SELECT stuff FROM revision LEFT JOIN page ON page_id=rev_page WHERE rev_deleted = 0 AND rev_user_text LIKE '123.456.%' ORDER BY rev_user_text DESC, rev_timestamp DESC

The ORDER BY part is weird, but required to be able to se the usertext_timestamp index. It results in some counterintuitive behavior though: the API sorts contributions by username (Z to A) first, then by timestamp. Sorting the other way around (first by timestamp, then by username) would be more useful and more intuitive, but is currently impossible without killing performance.

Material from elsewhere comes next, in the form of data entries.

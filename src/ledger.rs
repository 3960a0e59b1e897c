//! Attendance write path.
//!
//! A record is identified by `(studentId, date)`. Submitting a record for a
//! key that already exists replaces the stored one; nothing is ever appended
//! twice for the same key.

use crate::error::AttendError;
use crate::model::{AttendanceRecord, AttendanceStatus, Batch, Student};
use crate::store::{self, RecordStore};
use chrono::NaiveDate;
use std::collections::{HashMap, HashSet};
use uuid::Uuid;

#[derive(Debug, Clone, Copy, PartialEq, Eq, Default)]
pub struct SubmitSummary {
    pub written: usize,
    pub replaced: usize,
}

/// `true` for a real calendar date written as zero-padded `YYYY-MM-DD`.
pub fn is_canonical_date(date: &str) -> bool {
    // chrono tolerates padding spaces and a signed year; the round-trip
    // rejects both so one calendar day has exactly one key.
    match NaiveDate::parse_from_str(date, "%Y-%m-%d") {
        Ok(d) => d.format("%Y-%m-%d").to_string() == date,
        Err(_) => false,
    }
}

pub fn validate_date(date: &str) -> Result<(), AttendError> {
    if is_canonical_date(date) {
        Ok(())
    } else {
        Err(AttendError::Validation(format!(
            "date must be YYYY-MM-DD, got {:?}",
            date
        )))
    }
}

pub fn submit_attendance(
    store: &dyn RecordStore,
    records: Vec<AttendanceRecord>,
) -> Result<SubmitSummary, AttendError> {
    if records.is_empty() {
        return Ok(SubmitSummary::default());
    }
    for r in &records {
        validate_date(&r.date)?;
    }

    // Within one submission the last record for a key wins.
    let mut last_index: HashMap<(String, String), usize> = HashMap::new();
    for (i, r) in records.iter().enumerate() {
        last_index.insert((r.student_id.clone(), r.date.clone()), i);
    }
    let incoming: Vec<AttendanceRecord> = records
        .into_iter()
        .enumerate()
        .filter(|(i, r)| last_index.get(&(r.student_id.clone(), r.date.clone())) == Some(i))
        .map(|(_, r)| r)
        .collect();

    let keys: HashSet<(&str, &str)> = incoming.iter().map(|r| r.key()).collect();
    let existing = store::get::<AttendanceRecord>(store)?;
    let before = existing.len();
    let mut kept: Vec<AttendanceRecord> = existing
        .into_iter()
        .filter(|r| !keys.contains(&r.key()))
        .collect();
    let replaced = before - kept.len();
    let written = incoming.len();
    kept.extend(incoming);
    store::put(store, &kept)?;

    Ok(SubmitSummary { written, replaced })
}

/// All stored records, optionally narrowed to one batch.
pub fn list_records(
    store: &dyn RecordStore,
    batch_id: Option<&str>,
) -> Result<Vec<AttendanceRecord>, AttendError> {
    let all = store::get::<AttendanceRecord>(store)?;
    Ok(match batch_id {
        Some(id) => all.into_iter().filter(|r| r.batch_id == id).collect(),
        None => all,
    })
}

/// One record per roster student for `date`. Unmarked students default to
/// present, the same as a fresh marking sheet.
pub fn records_for_day(
    batch: &Batch,
    roster: &[Student],
    date: &str,
    marks: &HashMap<String, AttendanceStatus>,
    timestamp: i64,
) -> Result<Vec<AttendanceRecord>, AttendError> {
    validate_date(date)?;
    let on_roster: HashSet<&str> = roster.iter().map(|s| s.id.as_str()).collect();
    if let Some(stray) = marks.keys().find(|id| !on_roster.contains(id.as_str())) {
        return Err(AttendError::Validation(format!(
            "student {} is not on the roster of batch {}",
            stray, batch.id
        )));
    }
    Ok(roster
        .iter()
        .map(|s| AttendanceRecord {
            id: Uuid::new_v4().to_string(),
            student_id: s.id.clone(),
            batch_id: batch.id.clone(),
            date: date.to_string(),
            status: marks
                .get(&s.id)
                .copied()
                .unwrap_or(AttendanceStatus::Present),
            timestamp,
        })
        .collect())
}

#[derive(Debug, Clone, PartialEq)]
pub struct DaySheetRow {
    pub student: Student,
    pub status: Option<AttendanceStatus>,
}

/// Roster for `date` with whatever status is currently stored.
pub fn day_sheet(
    roster: Vec<Student>,
    records: &[AttendanceRecord],
    date: &str,
) -> Vec<DaySheetRow> {
    let by_student: HashMap<&str, AttendanceStatus> = records
        .iter()
        .filter(|r| r.date == date)
        .map(|r| (r.student_id.as_str(), r.status))
        .collect();
    roster
        .into_iter()
        .map(|student| {
            let status = by_student.get(student.id.as_str()).copied();
            DaySheetRow { student, status }
        })
        .collect()
}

I therefore suggest another index be created that sorts the other way, e.g. timestamp_usertext (rev_timestamp, rev_user_text).


Version: 1.13.x
Severity: enhancement

Details

Reference
bz13622

Event Timeline

bzimport raised the priority of this task from to Lowest.Nov 21 2014, 10:05 PM
bzimport set Reference to bz13622.
bzimport added a subscriber: Unknown Object (MLST).

Created attachment 4789
Patch for tables.sql

Attached:

Hmm, two problems.

First, this is going to be a pretty inefficient query, especially on a site like English Wikipedia where there are many thousands of contributions each day. Since only a tiny handful of them are going to match your user prefix, you have to sort through *every edit to the entire wiki* until you've matched X number of rows on the user portion of the index.

Second, the user portion of this index would only come into play *if there are multiple edits made in the same second from the same username prefix*.

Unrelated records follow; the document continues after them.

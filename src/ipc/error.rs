use serde_json::json;

use crate::error::AttendError;

pub fn ok(id: &str, result: serde_json::Value) -> serde_json::Value {
    json!({
        "id": id,
        "ok": true,
        "result": result
    })
}

pub fn err(
    id: &str,
    code: &str,
    message: impl Into<String>,
    details: Option<serde_json::Value>,
) -> serde_json::Value {
    let mut error = json!({
        "code": code,
        "message": message.into(),
    });
    if let Some(d) = details {
        error["details"] = d;
    }
    json!({
        "id": id,
        "ok": false,
        "error": error,
    })
}

#[derive(Debug)]
pub struct HandlerErr {
    pub code: &'static str,
    pub message: String,
    pub details: Option<serde_json::Value>,
}

impl HandlerErr {
    pub fn bad_params(message: impl Into<String>) -> Self {
        Self {
            code: "bad_params",
            message: message.into(),
            details: None,
        }
    }

    pub fn response(self, id: &str) -> serde_json::Value {
        err(id, self.code, self.message, self.details)
    }
}

impl From<AttendError> for HandlerErr {
    fn from(e: AttendError) -> Self {
        let details = match &e {
            AttendError::NotFound { entity, id } => Some(json!({ "entity": entity, "id": id })),
            _ => None,
        };
        Self {
            code: e.code(),
            message: e.to_string(),
            details,
        }
    }
}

If making this query, you may as well simply use the existing rev_timestamp index -- it'll be more efficient since it's a smaller index, and will give the same results in nearly all cases. But it'll still be very inefficient, because you have to sift through tens or hundreds of thousands of rows to get a handful of matches.

(In reply to comment #2)

Hmm, two problems.

First, this is going to be a pretty inefficient query, especially on a site
like English Wikipedia where there are many thousands of contributions each
day. Since only a tiny handful of them are going to match your user prefix, you
have to sort through *every edit to the entire wiki* until you've matched X
number of rows on the user portion of the index.

Isn't that also true for the [[Special:Contributions]] query?

Second, the user portion of this index would only come into play *if there are
multiple edits made in the same second from the same username prefix*.

If making this query, you may as well simply use the existing rev_timestamp
index -- it'll be more efficient since it's a smaller index, and will give the
same results in nearly all cases. But it'll still be very inefficient, because
you have to sift through tens or hundreds of thousands of rows to get a handful
of matches.

That's true, but I thought rev_user_text had to be indexed somewhere too as I'm using it in a WHERE clause (not a DB optimization expert).

(In reply to comment #3)

Isn't that also true for the [[Special:Contributions]] query?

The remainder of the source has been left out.